(Extracted records)
○ ○ ○

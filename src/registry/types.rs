//! Session state types.

use serde::{Deserialize, Serialize};

/// Status of a column's agent.
#[derive(Debug, Clone, Copy, PartialEq, Eq, Default, Serialize, Deserialize)]
#[serde(rename_all = "snake_case")]
pub enum AgentStatus {
    /// Waiting for input.
    #[default]
    Idle,
    /// Run started, no text yet.
    Thinking,
    /// Text deltas arriving.
    Streaming,
    /// Agent is running a tool.
    ToolUse,
    /// Last run failed.
    Error,
    /// Gateway or agent unreachable.
    Disconnected,
}

/// How a column is driven.
#[derive(Debug, Clone, Copy, PartialEq, Eq, Default, Serialize, Deserialize)]
#[serde(rename_all = "snake_case")]
pub enum SessionMode {
    /// Independent conversation.
    #[default]
    Chat,
    /// Watching a subagent session.
    Delegation,
}

/// Author of a message.
#[derive(Debug, Clone, Copy, PartialEq, Eq, Serialize, Deserialize)]
#[serde(rename_all = "snake_case")]
pub enum MessageRole {
    User,
    Assistant,
    System,
    Compaction,
}

/// Tool invocation attached to a message.
#[derive(Debug, Clone, PartialEq, Eq, Serialize, Deserialize)]
pub struct ToolUse {
    pub name: String,
    pub status: String,
}

/// Context compaction summary.
#[derive(Debug, Clone, Copy, PartialEq, Eq, Serialize, Deserialize)]
#[serde(rename_all = "camelCase")]
pub struct CompactionInfo {
    pub before_tokens: u64,
    pub after_tokens: u64,
    pub dropped_messages: u64,
}

/// Token usage of a gateway session.
#[derive(Debug, Clone, Default, PartialEq, Eq, Serialize, Deserialize)]
#[serde(rename_all = "camelCase", default)]
pub struct SessionUsage {
    pub input_tokens: u64,
    pub output_tokens: u64,
    pub total_tokens: u64,
    #[serde(skip_serializing_if = "Option::is_none")]
    pub context_tokens: Option<u64>,
}

/// One entry of a conversation transcript.
#[derive(Debug, Clone, PartialEq, Serialize, Deserialize)]
#[serde(rename_all = "camelCase")]
pub struct ChatMessage {
    pub id: String,
    pub role: MessageRole,
    pub text: String,
    /// Milliseconds since the Unix epoch.
    pub timestamp: i64,
    #[serde(default)]
    pub streaming: bool,
    #[serde(default, skip_serializing_if = "Option::is_none")]
    pub run_id: Option<String>,
    #[serde(default, skip_serializing_if = "Option::is_none")]
    pub tool_use: Option<ToolUse>,
    #[serde(default, skip_serializing_if = "Option::is_none")]
    pub compaction: Option<CompactionInfo>,
}

impl ChatMessage {
    /// New message with a generated id and the current time.
    pub fn new(role: MessageRole, text: impl Into<String>) -> Self {
        Self {
            id: uuid::Uuid::new_v4().to_string(),
            role,
            text: text.into(),
            timestamp: now_millis(),
            streaming: false,
            run_id: None,
            tool_use: None,
            compaction: None,
        }
    }

    pub fn user(text: impl Into<String>) -> Self {
        Self::new(MessageRole::User, text)
    }

    pub fn system(text: impl Into<String>) -> Self {
        Self::new(MessageRole::System, text)
    }

    /// Empty assistant message that will accumulate deltas for `run_id`.
    pub fn streaming_placeholder(run_id: &str) -> Self {
        Self {
            streaming: true,
            run_id: Some(run_id.to_string()),
            ..Self::new(MessageRole::Assistant, "")
        }
    }

    /// Synthetic message recording a context compaction.
    pub fn compaction(info: CompactionInfo) -> Self {
        let text = format!(
            "Context compacted: {} → {} tokens ({} messages dropped)",
            info.before_tokens, info.after_tokens, info.dropped_messages
        );
        Self {
            compaction: Some(info),
            ..Self::new(MessageRole::Compaction, text)
        }
    }

    /// Whether this message belongs to `run_id`.
    pub fn is_run(&self, run_id: &str) -> bool {
        self.run_id.as_deref() == Some(run_id)
    }
}

/// State of one user-facing column.
#[derive(Debug, Clone, PartialEq)]
pub struct AgentSession {
    pub column_id: String,
    pub agent_id: String,
    pub status: AgentStatus,
    pub messages: Vec<ChatMessage>,
    pub active_run_id: Option<String>,
    pub token_count: u64,
    pub connected: bool,
    pub usage: Option<SessionUsage>,
    pub assigned_subagent: Option<String>,
    pub mode: SessionMode,
    /// Last presence reported for the column's agent. Only presence
    /// events change it; reconnecting the transport does not.
    pub agent_online: bool,
    /// Status held before the last transport loss.
    pub(crate) status_before_disconnect: Option<AgentStatus>,
}

impl AgentSession {
    pub fn new(column_id: impl Into<String>, agent_id: impl Into<String>) -> Self {
        Self {
            column_id: column_id.into(),
            agent_id: agent_id.into(),
            status: AgentStatus::Idle,
            messages: Vec::new(),
            active_run_id: None,
            token_count: 0,
            connected: true,
            usage: None,
            assigned_subagent: None,
            mode: SessionMode::Chat,
            agent_online: true,
            status_before_disconnect: None,
        }
    }
}

/// Snapshot of a gateway-side session, refreshed by polling.
#[derive(Debug, Clone, PartialEq, Serialize, Deserialize)]
#[serde(rename_all = "camelCase")]
pub struct GatewaySession {
    pub key: String,
    #[serde(default, skip_serializing_if = "Option::is_none")]
    pub label: Option<String>,
    #[serde(default)]
    pub active: bool,
    #[serde(default)]
    pub status: String,
    #[serde(default, skip_serializing_if = "Option::is_none")]
    pub model: Option<String>,
    #[serde(default, skip_serializing_if = "Option::is_none")]
    pub usage: Option<SessionUsage>,
    #[serde(default, skip_serializing_if = "Option::is_none")]
    pub parent_session: Option<String>,
    #[serde(default)]
    pub last_activity_at: i64,
    #[serde(default)]
    pub created_at: i64,
}

/// Current time in milliseconds since the Unix epoch.
pub fn now_millis() -> i64 {
    chrono::Utc::now().timestamp_millis()
}
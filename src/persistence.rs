//! Transcript persistence.
//!
//! The registry never does I/O. Instead:
//! - [`MessageStore`] loads and saves the column id → messages map
//! - [`restore`] applies a loaded map on startup
//! - [`PersistenceScheduler`] watches registry revisions, debounces, saves
//!   on a blocking thread and flushes once more on shutdown
//!
//! # Example
//!
//! ```ignore
//! use gateway_client::persistence::{JsonFileStore, PersistenceScheduler};
//! use std::sync::Arc;
//! use std::time::Duration;
//!
//! let store = Arc::new(JsonFileStore::new("/var/lib/gw/messages.json"));
//! gateway_client::persistence::restore(&registry, store.as_ref())?;
//! let scheduler = PersistenceScheduler::spawn(registry.clone(), store, Duration::from_secs(1));
//! // ...
//! scheduler.shutdown().await;
//! ```

use std::collections::HashMap;
use std::fs::{self, File};
use std::io::Write;
use std::path::{Path, PathBuf};
use std::sync::Arc;
use std::time::Duration;

use tokio::sync::watch;
use tokio::task::JoinHandle;
use tokio_util::sync::CancellationToken;

use crate::error::{GatewayError, Result};
use crate::registry::{self, ChatMessage, SharedRegistry};

/// Persisted form: column id → transcript.
pub type MessageMap = HashMap<String, Vec<ChatMessage>>;

/// Default debounce between the last change and a save.
pub const DEFAULT_DEBOUNCE: Duration = Duration::from_millis(500);

/// Load/save collaborator for column transcripts.
pub trait MessageStore: Send + Sync + 'static {
    /// Previously saved transcripts; empty when nothing was saved yet.
    fn load(&self) -> Result<MessageMap>;

    /// Replace the saved transcripts.
    fn save(&self, messages: &MessageMap) -> Result<()>;
}

/// JSON file store with atomic replace (temp file, fsync, rename).
#[derive(Debug, Clone)]
pub struct JsonFileStore {
    path: PathBuf,
}

impl JsonFileStore {
    pub fn new(path: impl Into<PathBuf>) -> Self {
        Self { path: path.into() }
    }

    pub fn path(&self) -> &Path {
        &self.path
    }

    fn temp_path(&self) -> PathBuf {
        let mut name = self
            .path
            .file_name()
            .map(|n| n.to_os_string())
            .unwrap_or_default();
        name.push(".tmp");
        self.path.with_file_name(name)
    }
}

impl MessageStore for JsonFileStore {
    fn load(&self) -> Result<MessageMap> {
        if !self.path.exists() {
            return Ok(MessageMap::new());
        }
        let content = fs::read_to_string(&self.path)?;
        if content.trim().is_empty() {
            return Ok(MessageMap::new());
        }
        Ok(serde_json::from_str(&content)?)
    }

    fn save(&self, messages: &MessageMap) -> Result<()> {
        if let Some(parent) = self.path.parent() {
            if !parent.as_os_str().is_empty() {
                fs::create_dir_all(parent)?;
            }
        }

        let content = serde_json::to_vec_pretty(messages)?;
        let tmp = self.temp_path();
        {
            let mut file = File::create(&tmp)?;
            file.write_all(&content)?;
            file.sync_all()?;
        }
        if let Err(e) = fs::rename(&tmp, &self.path) {
            let _ = fs::remove_file(&tmp);
            return Err(e.into());
        }
        Ok(())
    }
}

/// Load saved transcripts into the registry's existing columns. Returns
/// the number of columns restored.
pub fn restore(registry: &SharedRegistry, store: &dyn MessageStore) -> Result<usize> {
    let saved = store.load()?;
    let restored = registry::lock(registry).restore_messages(saved);
    tracing::debug!("Restored transcripts of {} column(s)", restored);
    Ok(restored)
}

/// Debounced writer of registry snapshots.
#[derive(Debug)]
pub struct PersistenceScheduler {
    cancel: CancellationToken,
    task: JoinHandle<()>,
}

impl PersistenceScheduler {
    /// Start watching `registry`. Every change restarts the `debounce`
    /// timer; when it fires the snapshot is saved.
    pub fn spawn(
        registry: SharedRegistry,
        store: Arc<dyn MessageStore>,
        debounce: Duration,
    ) -> Self {
        let revisions = registry::lock(&registry).subscribe();
        let cancel = CancellationToken::new();
        let task = tokio::spawn(schedule_loop(
            registry,
            store,
            debounce,
            revisions,
            cancel.clone(),
        ));
        Self { cancel, task }
    }

    /// Stop watching, saving pending changes first.
    pub async fn shutdown(self) {
        self.cancel.cancel();
        if let Err(e) = self.task.await {
            tracing::error!("Persistence task failed: {}", e);
        }
    }
}

async fn schedule_loop(
    registry: SharedRegistry,
    store: Arc<dyn MessageStore>,
    debounce: Duration,
    mut revisions: watch::Receiver<u64>,
    cancel: CancellationToken,
) {
    let mut dirty = false;

    loop {
        if dirty {
            tokio::select! {
                _ = cancel.cancelled() => break,
                changed = revisions.changed() => {
                    if changed.is_err() {
                        break;
                    }
                }
                _ = tokio::time::sleep(debounce) => {
                    if let Err(e) = flush(&registry, &store).await {
                        tracing::warn!("Saving transcripts failed: {}", e);
                    }
                    dirty = false;
                }
            }
        } else {
            tokio::select! {
                _ = cancel.cancelled() => break,
                changed = revisions.changed() => {
                    if changed.is_err() {
                        break;
                    }
                    dirty = true;
                }
            }
        }
    }

    if dirty || revisions.has_changed().unwrap_or(false) {
        if let Err(e) = flush(&registry, &store).await {
            tracing::error!("Final transcript save failed: {}", e);
        }
    }
}

async fn flush(registry: &SharedRegistry, store: &Arc<dyn MessageStore>) -> Result<()> {
    let snapshot = registry::lock(registry).message_snapshot();
    let store = store.clone();
    tokio::task::spawn_blocking(move || store.save(&snapshot))
        .await
        .map_err(|e| GatewayError::Io(std::io::Error::other(e)))?
}

#[cfg(test)]
mod tests {
    use super::*;
    use crate::registry::SessionRegistry;
    use std::sync::Mutex;

    #[derive(Default)]
    struct MemoryStore {
        saves: Mutex<Vec<MessageMap>>,
    }

    impl MemoryStore {
        fn save_count(&self) -> usize {
            self.saves.lock().unwrap().len()
        }
    }

    impl MessageStore for MemoryStore {
        fn load(&self) -> Result<MessageMap> {
            Ok(self.saves.lock().unwrap().last().cloned().unwrap_or_default())
        }

        fn save(&self, messages: &MessageMap) -> Result<()> {
            self.saves.lock().unwrap().push(messages.clone());
            Ok(())
        }
    }

    fn shared_with(columns: &[&str]) -> SharedRegistry {
        let mut registry = SessionRegistry::new();
        for id in columns {
            registry.add_column(id, "main");
        }
        registry.shared()
    }

    #[test]
    fn test_json_store_missing_file_is_empty() {
        let dir = tempfile::tempdir().unwrap();
        let store = JsonFileStore::new(dir.path().join("messages.json"));
        assert!(store.load().unwrap().is_empty());
    }

    #[test]
    fn test_json_store_save_and_load() {
        let dir = tempfile::tempdir().unwrap();
        let store = JsonFileStore::new(dir.path().join("nested").join("messages.json"));

        let mut map = MessageMap::new();
        map.insert("col-a".into(), vec![ChatMessage::user("hello")]);
        store.save(&map).unwrap();

        assert_eq!(store.load().unwrap(), map);
        assert!(!store.temp_path().exists());
    }

    #[test]
    fn test_json_store_rejects_garbage() {
        let dir = tempfile::tempdir().unwrap();
        let path = dir.path().join("messages.json");
        fs::write(&path, "{ not json").unwrap();
        assert!(matches!(
            JsonFileStore::new(path).load(),
            Err(GatewayError::Json(_))
        ));
    }

    #[test]
    fn test_restore_into_registry() {
        let dir = tempfile::tempdir().unwrap();
        let store = JsonFileStore::new(dir.path().join("messages.json"));
        let mut map = MessageMap::new();
        map.insert("col-a".into(), vec![ChatMessage::user("saved")]);
        map.insert("removed".into(), vec![ChatMessage::user("stale")]);
        store.save(&map).unwrap();

        let registry = shared_with(&["col-a"]);
        assert_eq!(restore(&registry, &store).unwrap(), 1);
        assert_eq!(
            registry::lock(&registry).column("col-a").unwrap().messages[0].text,
            "saved"
        );
    }

    #[tokio::test]
    async fn test_changes_are_debounced() {
        let registry = shared_with(&["col-a"]);
        let store = Arc::new(MemoryStore::default());
        let scheduler =
            PersistenceScheduler::spawn(registry.clone(), store.clone(), Duration::from_millis(50));

        for i in 0..3 {
            registry::lock(&registry).push_message("col-a", ChatMessage::user(format!("m{i}")));
            tokio::time::sleep(Duration::from_millis(5)).await;
        }
        tokio::time::sleep(Duration::from_millis(250)).await;

        assert_eq!(store.save_count(), 1);
        assert_eq!(store.load().unwrap()["col-a"].len(), 3);

        scheduler.shutdown().await;
        // Nothing pending: no extra save.
        assert_eq!(store.save_count(), 1);
    }

    #[tokio::test]
    async fn test_shutdown_flushes_pending_changes() {
        let registry = shared_with(&["col-a"]);
        let store = Arc::new(MemoryStore::default());
        let scheduler =
            PersistenceScheduler::spawn(registry.clone(), store.clone(), Duration::from_secs(60));

        registry::lock(&registry).push_message("col-a", ChatMessage::user("last words"));
        tokio::time::sleep(Duration::from_millis(20)).await;
        assert_eq!(store.save_count(), 0);

        scheduler.shutdown().await;
        assert_eq!(store.save_count(), 1);
        assert_eq!(store.load().unwrap()["col-a"][0].text, "last words");
    }
}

○ ○ ○

:: WHAT THE TASK REQUIRES ::
Your task is to copy every line in the entries that holds the string "Unix".

:: RESPONSE TO THIS EXERCISE ::
    /// Milliseconds since the Unix epoch.
/// Current time in milliseconds since the Unix epoch.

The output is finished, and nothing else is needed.